4. Doane F W, and Anderson N. Electron microscopy in diagnostic virology. Cambridge university press. 1987.

5. England J J, and Reed D E. Negative contrast electron microscopic techniques for diagnosis of viruses of veterinary importance. Cornell Vet. 70:125-136. 1980.

6. Flewett T H, Davies H, Bryden A S and Robertson M J. Diagnostic electron microscopy of faeces. Π. Acute gastroenteritis associated with reovirus-like particles. J. Clin. Pathol. 27. 608. 1974.

7. Glauert A M, Practical methods in electron microscopy. North-Holl and publishing company. 1997.

8. BROWN C ET AL. pathogenesis of newcastle disease in chickens experimentally infected with viruses of different virulence Vet.pathol.36:125-132 1999

9. GOHM DS ET AL. a survey of newcastle disease in swiss laying-hen flocks using serological testing and simulation modeling. Prev.Vet.Med.38:277-288 1999

10. SHARMA JM. introduction to poultry vaccines and immunity.

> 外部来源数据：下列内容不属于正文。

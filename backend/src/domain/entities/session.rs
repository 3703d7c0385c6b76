use chrono::{DateTime, Duration, Utc};
use huddle_protocol::QuotaSnapshot;
use std::collections::HashMap;

use crate::domain::error::DomainError;
use crate::domain::value_objects::{
    ClientIdentity, JoinRequestId, RequestedRole, SessionId, SessionKind,
};

use super::join_request::JoinRequest;

pub const MAX_SCOPE_LEN: usize = 1_000;
pub const MAX_CONTEXT_LEN: usize = 4_000;

/// Server-side record of a time-boxed collaboration instance.
#[derive(Debug, Clone)]
pub struct Session {
    pub id: SessionId,
    pub kind: SessionKind,
    scope: Option<String>,
    context: Option<String>,
    pub created_at: DateTime<Utc>,
    pub expires_at: DateTime<Utc>,
    pub usage_limit: u32,
    usage: HashMap<ClientIdentity, u32>,
    join_requests: HashMap<JoinRequestId, JoinRequest>,
}

impl Session {
    /// Blank or whitespace-only scope/context count as absent.
    pub fn new(
        kind: SessionKind,
        scope: Option<String>,
        context: Option<String>,
        usage_limit: u32,
        now: DateTime<Utc>,
        ttl: Duration,
    ) -> Result<Self, DomainError> {
        if ttl <= Duration::zero() {
            return Err(DomainError::InvalidLifetime);
        }
        let scope = normalize(scope);
        let context = normalize(context);

        match kind {
            SessionKind::Moderated if scope.is_none() => return Err(DomainError::MissingScope),
            SessionKind::Plain if scope.is_some() || context.is_some() => {
                return Err(DomainError::UnexpectedScope)
            }
            _ => {}
        }
        check_len("scope", scope.as_deref(), MAX_SCOPE_LEN)?;
        check_len("context", context.as_deref(), MAX_CONTEXT_LEN)?;

        Ok(Self {
            id: SessionId::generate(),
            kind,
            scope,
            context,
            created_at: now,
            expires_at: now + ttl,
            usage_limit,
            usage: HashMap::new(),
            join_requests: HashMap::new(),
        })
    }

    pub fn is_expired(&self, now: DateTime<Utc>) -> bool {
        now >= self.expires_at
    }

    pub fn scope(&self) -> Option<&str> {
        self.scope.as_deref()
    }

    pub fn context(&self) -> Option<&str> {
        self.context.as_deref()
    }

    /// External room name, stable for the lifetime of the session.
    pub fn room_name(&self) -> String {
        format!("huddle-{}", self.id)
    }

    pub fn quota_for(&self, client: &ClientIdentity) -> QuotaSnapshot {
        QuotaSnapshot {
            used: self.usage.get(client).copied().unwrap_or(0),
            limit: self.usage_limit,
        }
    }

    /// Counts one accepted AI-directed message for `client`.
    pub fn record_usage(&mut self, client: &ClientIdentity) -> Result<QuotaSnapshot, DomainError> {
        let limit = self.usage_limit;
        let used = self.usage.entry(client.clone()).or_insert(0);
        if *used >= limit {
            return Err(DomainError::QuotaExhausted { limit });
        }
        *used += 1;
        Ok(QuotaSnapshot { used: *used, limit })
    }

    /// Undoes one `record_usage` for `client`. Never drops below zero.
    pub fn release_usage(&mut self, client: &ClientIdentity) -> QuotaSnapshot {
        if let Some(used) = self.usage.get_mut(client) {
            *used = used.saturating_sub(1);
        }
        self.quota_for(client)
    }

    pub fn add_join_request(&mut self, role: RequestedRole, now: DateTime<Utc>) -> JoinRequest {
        let request = JoinRequest::new(role, now);
        self.join_requests.insert(request.id, request.clone());
        request
    }

    pub fn join_request(&self, id: &JoinRequestId) -> Option<&JoinRequest> {
        self.join_requests.get(id)
    }

    pub fn join_request_mut(&mut self, id: &JoinRequestId) -> Option<&mut JoinRequest> {
        self.join_requests.get_mut(id)
    }

    pub fn join_requests(&self) -> impl Iterator<Item = &JoinRequest> {
        self.join_requests.values()
    }
}

fn normalize(value: Option<String>) -> Option<String> {
    value
        .map(|v| v.trim().to_string())
        .filter(|v| !v.is_empty())
}

fn check_len(field: &'static str, value: Option<&str>, max: usize) -> Result<(), DomainError> {
    match value {
        Some(v) if v.chars().count() > max => Err(DomainError::TooLong { field, max }),
        _ => Ok(()),
    }
}
pub mod ai;
pub mod error;
pub mod join_requests;
pub mod middleware;
pub mod sessions;

use axum::{
    routing::{get, post},
    Json, Router,
};
use serde_json::{json, Value};
use tower_http::trace::TraceLayer;

use crate::infrastructure::driving::relay::relay_handler;
use crate::infrastructure::AppState;

pub fn router(state: AppState) -> Router {
    Router::new()
        .route("/health", get(health))
        .route("/api/sessions", post(sessions::create))
        .route("/api/sessions/:id", get(sessions::view).delete(sessions::end))
        .route("/api/sessions/:id/host/join", post(sessions::host_join))
        .route(
            "/api/sessions/:id/join-requests",
            get(join_requests::list).post(join_requests::create),
        )
        .route("/api/sessions/:id/join-requests/:rid", get(join_requests::status))
        .route("/api/sessions/:id/join-requests/:rid/events", get(join_requests::events))
        .route("/api/sessions/:id/join-requests/:rid/admit", post(join_requests::admit))
        .route("/api/sessions/:id/join-requests/:rid/deny", post(join_requests::deny))
        .route("/api/sessions/:id/ai/negotiate", post(ai::negotiate))
        .route("/api/sessions/:id/ai/relay", get(relay_handler))
        .layer(TraceLayer::new_for_http())
        .with_state(state)
}

async fn health() -> Json<Value> {
    Json(json!({ "status": "ok" }))
}

#[cfg(test)]
mod tests {
    use super::*;
    use crate::testutil::{RelayHarness, TestServices};
    use axum::body::{to_bytes, Body};
    use axum::http::{header, Method, Request, StatusCode};
    use chrono::Duration;
    use std::sync::Arc;
    use tower::ServiceExt;

    fn app(h: &RelayHarness) -> Router {
        router(AppState {
            services: h.services().clone(),
            relay: Arc::new(h.ctx.clone()),
        })
    }

    async fn call(app: &Router, method: Method, uri: &str, bearer: Option<&str>, body: Option<Value>) -> (StatusCode, Value) {
        let mut req = Request::builder().method(method).uri(uri);
        if let Some(token) = bearer {
            req = req.header(header::AUTHORIZATION, format!("Bearer {}", token));
        }
        let req = match body {
            Some(body) => req
                .header(header::CONTENT_TYPE, "application/json")
                .body(Body::from(body.to_string()))
                .unwrap(),
            None => req.body(Body::empty()).unwrap(),
        };
        let response = app.clone().oneshot(req).await.unwrap();
        let status = response.status();
        let bytes = to_bytes(response.into_body(), usize::MAX).await.unwrap();
        let json = if bytes.is_empty() {
            Value::Null
        } else {
            serde_json::from_slice(&bytes).unwrap_or(Value::Null)
        };
        (status, json)
    }

    async fn create_moderated(app: &Router) -> (String, String) {
        let (status, body) = call(
            app,
            Method::POST,
            "/api/sessions",
            None,
            Some(json!({"kind": "moderated", "scope": "Should we adopt policy X"})),
        )
        .await;
        assert_eq!(status, StatusCode::CREATED);
        (
            body["id"].as_str().unwrap().to_string(),
            body["host_capability"].as_str().unwrap().to_string(),
        )
    }

    #[tokio::test]
    async fn test_health() {
        let h = RelayHarness::new(TestServices::new());
        let (status, body) = call(&app(&h), Method::GET, "/health", None, None).await;
        assert_eq!(status, StatusCode::OK);
        assert_eq!(body["status"], "ok");
    }

    #[tokio::test]
    async fn test_session_lifecycle() {
        let h = RelayHarness::new(TestServices::new());
        let app = app(&h);
        let (id, host) = create_moderated(&app).await;
        let uri = format!("/api/sessions/{}", id);

        let (status, body) = call(&app, Method::GET, &uri, None, None).await;
        assert_eq!(status, StatusCode::OK);
        assert_eq!(body["kind"], "moderated");
        assert_eq!(body["scope"], "Should we adopt policy X");

        assert_eq!(call(&app, Method::DELETE, &uri, None, None).await.0, StatusCode::FORBIDDEN);
        assert_eq!(
            call(&app, Method::DELETE, &uri, Some("not-a-token"), None).await.0,
            StatusCode::FORBIDDEN
        );
        assert_eq!(call(&app, Method::DELETE, &uri, Some(&host), None).await.0, StatusCode::NO_CONTENT);
        assert_eq!(call(&app, Method::GET, &uri, None, None).await.0, StatusCode::NOT_FOUND);
    }

    #[tokio::test]
    async fn test_expired_session_is_gone_then_not_found() {
        let h = RelayHarness::new(TestServices::new());
        let app = app(&h);
        let (id, _) = create_moderated(&app).await;
        h.clock().advance(h.services().policy.ttl + Duration::seconds(1));

        let uri = format!("/api/sessions/{}", id);
        let (status, body) = call(&app, Method::GET, &uri, None, None).await;
        assert_eq!(status, StatusCode::GONE);
        assert_eq!(body["error"], "session has expired");
        assert_eq!(call(&app, Method::GET, &uri, None, None).await.0, StatusCode::NOT_FOUND);
    }

    #[tokio::test]
    async fn test_moderated_session_without_scope_is_rejected() {
        let h = RelayHarness::new(TestServices::new());
        let (status, _) = call(
            &app(&h),
            Method::POST,
            "/api/sessions",
            None,
            Some(json!({"kind": "moderated"})),
        )
        .await;
        assert_eq!(status, StatusCode::BAD_REQUEST);
    }

    #[tokio::test]
    async fn test_join_request_decisions() {
        let h = RelayHarness::new(TestServices::new());
        let app = app(&h);
        let (id, host) = create_moderated(&app).await;
        let requests = format!("/api/sessions/{}/join-requests", id);

        let (status, body) = call(&app, Method::POST, &requests, None, Some(json!({"role": "participant"}))).await;
        assert_eq!(status, StatusCode::CREATED);
        assert_eq!(body["status"], "pending");
        let rid = body["request_id"].as_str().unwrap().to_string();

        assert_eq!(call(&app, Method::GET, &requests, None, None).await.0, StatusCode::FORBIDDEN);
        let (status, listed) = call(&app, Method::GET, &requests, Some(&host), None).await;
        assert_eq!(status, StatusCode::OK);
        assert_eq!(listed.as_array().unwrap().len(), 1);

        // No room service configured.
        let (status, _) = call(&app, Method::POST, &format!("{}/{}/admit", requests, rid), Some(&host), None).await;
        assert_eq!(status, StatusCode::SERVICE_UNAVAILABLE);

        let (status, body) = call(&app, Method::POST, &format!("{}/{}/deny", requests, rid), Some(&host), None).await;
        assert_eq!(status, StatusCode::OK);
        assert_eq!(body["status"], "denied");
        let (status, _) = call(&app, Method::POST, &format!("{}/{}/deny", requests, rid), Some(&host), None).await;
        assert_eq!(status, StatusCode::CONFLICT);

        let (status, body) = call(&app, Method::GET, &format!("{}/{}", requests, rid), None, None).await;
        assert_eq!(status, StatusCode::OK);
        assert_eq!(body["status"], "denied");
        assert_eq!(
            call(&app, Method::GET, &format!("{}/not-a-uuid", requests), None, None).await.0,
            StatusCode::NOT_FOUND
        );
    }

    #[tokio::test]
    async fn test_status_events_for_decided_request() {
        let h = RelayHarness::new(TestServices::new());
        let app = app(&h);
        let (id, host) = create_moderated(&app).await;
        let requests = format!("/api/sessions/{}/join-requests", id);
        let (_, body) = call(&app, Method::POST, &requests, None, Some(json!({"role": "observer"}))).await;
        let rid = body["request_id"].as_str().unwrap().to_string();
        call(&app, Method::POST, &format!("{}/{}/deny", requests, rid), Some(&host), None).await;

        let req = Request::builder()
            .uri(format!("{}/{}/events", requests, rid))
            .body(Body::empty())
            .unwrap();
        let response = app.clone().oneshot(req).await.unwrap();
        assert_eq!(response.status(), StatusCode::OK);
        assert_eq!(response.headers()[header::CONTENT_TYPE], "text/event-stream");
        let bytes = to_bytes(response.into_body(), usize::MAX).await.unwrap();
        let text = String::from_utf8(bytes.to_vec()).unwrap();
        assert!(text.contains("event: status"));
        assert!(text.contains("\"status\":\"denied\""));
    }

    #[tokio::test]
    async fn test_negotiate_and_relay_admission() {
        let h = RelayHarness::new(TestServices::new());
        let app = app(&h);
        let (id, host) = create_moderated(&app).await;

        let negotiate = format!("/api/sessions/{}/ai/negotiate", id);
        assert_eq!(
            call(&app, Method::POST, &negotiate, None, Some(json!({"role": "host"}))).await.0,
            StatusCode::FORBIDDEN
        );
        let (status, access) = call(&app, Method::POST, &negotiate, Some(&host), Some(json!({"role": "host"}))).await;
        assert_eq!(status, StatusCode::OK);
        assert_eq!(access["role"], "host");
        let relay_path = access["relay_path"].as_str().unwrap().to_string();
        let token = access["ai_capability"].as_str().unwrap().to_string();

        let (status, _) = call(&app, Method::GET, &format!("{}?role=host", relay_path), None, None).await;
        assert_eq!(status, StatusCode::UNAUTHORIZED);
        let (status, _) = call(
            &app,
            Method::GET,
            &format!("{}?role=participant&token={}", relay_path, token),
            None,
            None,
        )
        .await;
        assert_eq!(status, StatusCode::UNAUTHORIZED);
        // Authorized, but not a websocket handshake.
        let (status, _) = call(&app, Method::GET, &format!("{}?role=host&token={}", relay_path, token), None, None).await;
        assert_eq!(status, StatusCode::UPGRADE_REQUIRED);
    }

    #[tokio::test]
    async fn test_relay_without_upstream_is_unavailable() {
        let h = RelayHarness::new(TestServices::new());
        let (session, token) = h.host_ai_capability().await;
        let mut ctx = h.ctx.clone();
        ctx.upstream = None;
        let app = router(AppState {
            services: h.services().clone(),
            relay: Arc::new(ctx),
        });

        let (status, body) = call(
            &app,
            Method::GET,
            &format!("/api/sessions/{}/ai/relay?role=host&token={}", session, token),
            None,
            None,
        )
        .await;
        assert_eq!(status, StatusCode::SERVICE_UNAVAILABLE);
        assert_eq!(body["error"], "realtime AI is not configured");
    }
}
// Driving adapters - HTTP routes and the relay WebSocket endpoint

pub mod http;
pub mod relay;

pub use http::router;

In veterinary vaccines and diagnostics. advances in veterinary medicine, rdschultz ed. 481-494 1999.

11. KUIKEN T ET AL. excretion of pathogenic newcastle disease virus by double- crested cormorants (phalacrocorax auritus) in absence of mortality or clinical signs of disease. avian pathol.27:541-546 1998.

12. MEULEMANS G ET AL. acute pancreatitis in chickens due to non-virulent newcastle disease virus. Vet.rec.143:300-303 1998.